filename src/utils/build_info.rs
/// Compile-time build metadata produced by `build.rs`.
#[derive(Debug, Clone, Copy)]
pub struct BuildMetadata {
    pub version: &'static str,
    pub git_hash: &'static str,
    pub git_status: &'static str,
    pub timestamp: &'static str,
    pub target: &'static str,
    pub profile: &'static str,
    pub rustc: &'static str,
}

pub fn current() -> BuildMetadata {
    BuildMetadata {
        version: env!("CARGO_PKG_VERSION"),
        git_hash: option_env!("FEE_LEDGER_BUILD_HASH").unwrap_or("unknown"),
        git_status: option_env!("FEE_LEDGER_BUILD_STATUS").unwrap_or("unknown"),
        timestamp: option_env!("FEE_LEDGER_BUILD_TIMESTAMP").unwrap_or("unknown"),
        target: option_env!("FEE_LEDGER_BUILD_TARGET").unwrap_or("unknown"),
        profile: option_env!("FEE_LEDGER_BUILD_PROFILE").unwrap_or("unknown"),
        rustc: option_env!("FEE_LEDGER_BUILD_RUSTC").unwrap_or("unknown"),
    }
}

impl BuildMetadata {
    /// One-line summary, e.g. `0.1.0 (abc1234, clean)`.
    pub fn short(&self) -> String {
        format!("{} ({}, {})", self.version, self.git_hash, self.git_status)
    }
}
use std::{
    borrow::Cow,
    io::{self, BufRead},
};

use rustyline::{
    completion::{Completer, Pair},
    error::ReadlineError,
    highlight::Highlighter,
    hint::Hinter,
    history::DefaultHistory,
    validate::Validator,
    Context as ReadlineContext, Editor, Helper,
};

use crate::cli::context::{CliMode, LoopControl, ShellContext};
use crate::cli::output;
use crate::errors::CliError;

/// Environment variable that switches the shell to line-by-line stdin scripts.
pub const SCRIPT_ENV: &str = "FEE_LEDGER_CLI_SCRIPT";

pub fn run_cli() -> Result<(), CliError> {
    let mode = if std::env::var_os(SCRIPT_ENV).is_some() {
        CliMode::Script
    } else {
        CliMode::Interactive
    };

    let mut context = ShellContext::new(mode)?;

    match mode {
        CliMode::Interactive => run_interactive(&mut context),
        CliMode::Script => run_script(&mut context),
    }
}

fn run_interactive(context: &mut ShellContext) -> Result<(), CliError> {
    let mut editor = Editor::<CommandHelper, DefaultHistory>::new()?;
    editor.set_helper(Some(CommandHelper::new(context.command_names())));
    output::info("Fee Ledger shell. Type `help` to list commands.");

    while context.running {
        match editor.readline(&context.prompt()) {
            Ok(line) => {
                let trimmed = line.trim();
                if trimmed.is_empty() {
                    continue;
                }
                editor.add_history_entry(trimmed).ok();
                if handle_line(context, trimmed) == LoopControl::Exit {
                    break;
                }
            }
            Err(ReadlineError::Interrupted) => output::hint("Type `exit` to leave the shell."),
            Err(ReadlineError::Eof) => break,
            Err(err) => return Err(err.into()),
        }
    }

    Ok(())
}

fn run_script(context: &mut ShellContext) -> Result<(), CliError> {
    let stdin = io::stdin();
    for line in stdin.lock().lines() {
        let line = line?;
        let trimmed = line.trim();
        if trimmed.is_empty() || trimmed.starts_with('#') {
            continue;
        }
        if handle_line(context, trimmed) == LoopControl::Exit || !context.running {
            break;
        }
    }
    Ok(())
}

pub(crate) fn handle_line(context: &mut ShellContext, line: &str) -> LoopControl {
    let tokens = match shell_words::split(line) {
        Ok(tokens) => tokens,
        Err(err) => {
            output::warning(format!("Could not parse `{}`: {}", line, err));
            return LoopControl::Continue;
        }
    };
    let Some((raw, rest)) = tokens.split_first() else {
        return LoopControl::Continue;
    };

    let command = raw.to_lowercase();
    let args: Vec<&str> = rest.iter().map(String::as_str).collect();
    context.last_command = Some(line.to_string());

    match context.dispatch(&command, raw, &args) {
        Ok(LoopControl::Exit) => {
            context.running = false;
            LoopControl::Exit
        }
        Ok(LoopControl::Continue) => LoopControl::Continue,
        Err(err) => {
            context.report_error(err);
            LoopControl::Continue
        }
    }
}

struct CommandHelper {
    commands: Vec<String>,
}

impl CommandHelper {
    fn new(names: Vec<&'static str>) -> Self {
        let mut commands: Vec<String> = names.into_iter().map(str::to_string).collect();
        commands.sort();
        Self { commands }
    }
}

impl Helper for CommandHelper {}

impl Completer for CommandHelper {
    type Candidate = Pair;

    fn complete(
        &self,
        line: &str,
        pos: usize,
        _ctx: &ReadlineContext<'_>,
    ) -> rustyline::Result<(usize, Vec<Pair>)> {
        let prefix = &line[..pos];
        // Only the command word completes.
        if prefix.trim_start().contains(char::is_whitespace) {
            return Ok((pos, Vec::new()));
        }
        let start = prefix.len() - prefix.trim_start().len();
        let needle = prefix[start..].to_ascii_lowercase();
        let candidates = self
            .commands
            .iter()
            .filter(|name| name.starts_with(&needle))
            .map(|name| Pair {
                display: name.clone(),
                replacement: name.clone(),
            })
            .collect();
        Ok((start, candidates))
    }
}

impl Hinter for CommandHelper {
    type Hint = String;
}

impl Highlighter for CommandHelper {
    fn highlight<'l>(&self, line: &'l str, _pos: usize) -> Cow<'l, str> {
        Cow::Borrowed(line)
    }
}

impl Validator for CommandHelper {}
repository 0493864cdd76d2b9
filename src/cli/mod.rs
pub mod commands;
mod context;
pub mod format;
mod help;
pub mod output;
pub mod registry;
mod shell;

pub use context::{CliMode, CommandError, CommandResult, ShellContext};
pub use shell::{run_cli, SCRIPT_ENV};
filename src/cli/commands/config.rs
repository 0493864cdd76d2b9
use crate::cli::commands::usage_error;
use crate::cli::context::{CommandResult, ShellContext};
use crate::cli::output;
use crate::cli::registry::CommandEntry;

const USAGE: &str = "config [show|set <key> <value>]";

pub(crate) fn definitions() -> Vec<CommandEntry> {
    vec![CommandEntry::new(
        "config",
        "View or change engine preferences",
        USAGE,
        cmd_config,
    )]
}

fn cmd_config(context: &mut ShellContext, args: &[&str]) -> CommandResult {
    match args.first().map(|arg| arg.to_lowercase()).as_deref() {
        None | Some("show") => {
            show(context);
            Ok(())
        }
        Some("set") if args.len() >= 2 => {
            let key = args[1];
            let value = args[2..].join(" ");
            context.ledger.set_config(key, &value)?;
            output::success(format!("Updated `{}`.", key));
            Ok(())
        }
        _ => Err(usage_error(USAGE)),
    }
}

fn show(context: &ShellContext) {
    output::section("Configuration");
    for (key, value) in context.ledger.config().entries() {
        let value = match key {
            "data_root" => context.ledger.data_root().display().to_string(),
            _ => value,
        };
        output::info(format!("  {:<22} {}", key, value));
    }
}
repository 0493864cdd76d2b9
use std::io;

use thiserror::Error;

#[derive(Debug, Error)]
pub enum ConfigError {
    #[error("I/O error: {0}")]
    Io(#[from] io::Error),

    #[error("Serialization error: {0}")]
    Serde(String),

    #[error("Invalid value `{value}` for `{key}`")]
    InvalidValue { key: String, value: String },

    #[error("Unknown configuration key `{0}`")]
    UnknownKey(String),
}
use thiserror::Error;
use uuid::Uuid;

#[derive(Debug, Error)]
pub enum CoreError {
    #[error("School not found: {0}")]
    SchoolNotFound(Uuid),
    #[error("Student not found: {0}")]
    StudentNotFound(Uuid),
    #[error("Academic year not found: {0}")]
    AcademicYearNotFound(String),
    #[error("Student {0} has no grade assignment")]
    MissingGradeAssignment(Uuid),
    #[error("Upstream lookup failed: {0}")]
    UpstreamLookup(String),
    #[error("Persistence write failed: {0}")]
    PersistenceWrite(String),
    #[error("Storage error: {0}")]
    Storage(String),
    #[error("Serialization error: {0}")]
    Serde(String),
    #[error("I/O error: {0}")]
    Io(#[from] std::io::Error),
    #[error("Validation failed: {0}")]
    Validation(String),
}

impl CoreError {
    /// True for the precondition failures that abort a statement before any computation.
    pub fn is_precondition(&self) -> bool {
        matches!(
            self,
            CoreError::SchoolNotFound(_)
                | CoreError::StudentNotFound(_)
                | CoreError::AcademicYearNotFound(_)
                | CoreError::MissingGradeAssignment(_)
        )
    }
}
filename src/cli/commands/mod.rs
pub mod config;
pub mod school;
pub mod statement;
pub mod system;

use crate::cli::context::CommandError;
use crate::cli::registry::CommandRegistry;

pub(crate) fn register_all(registry: &mut CommandRegistry) {
    for entry in system::definitions()
        .into_iter()
        .chain(config::definitions())
        .chain(school::definitions())
        .chain(statement::definitions())
    {
        registry.register(entry);
    }
}

pub(crate) fn usage_error(usage: &str) -> CommandError {
    CommandError::InvalidArguments(format!("usage: {}", usage))
}
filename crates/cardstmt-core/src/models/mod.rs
//! Data models and configuration.

pub mod config;
pub mod statement;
· · · ·
The task: As the answer, set down only the lines from the data above between the one holding "use crate::errors::CliError;" and the one holding "let mode = if", inclusive, exactly as they read.

The completed task:
use crate::errors::CliError;

/// Environment variable that switches the shell to line-by-line stdin scripts.
pub const SCRIPT_ENV: &str = "FEE_LEDGER_CLI_SCRIPT";

pub fn run_cli() -> Result<(), CliError> {
    let mode = if std::env::var_os(SCRIPT_ENV).is_some() {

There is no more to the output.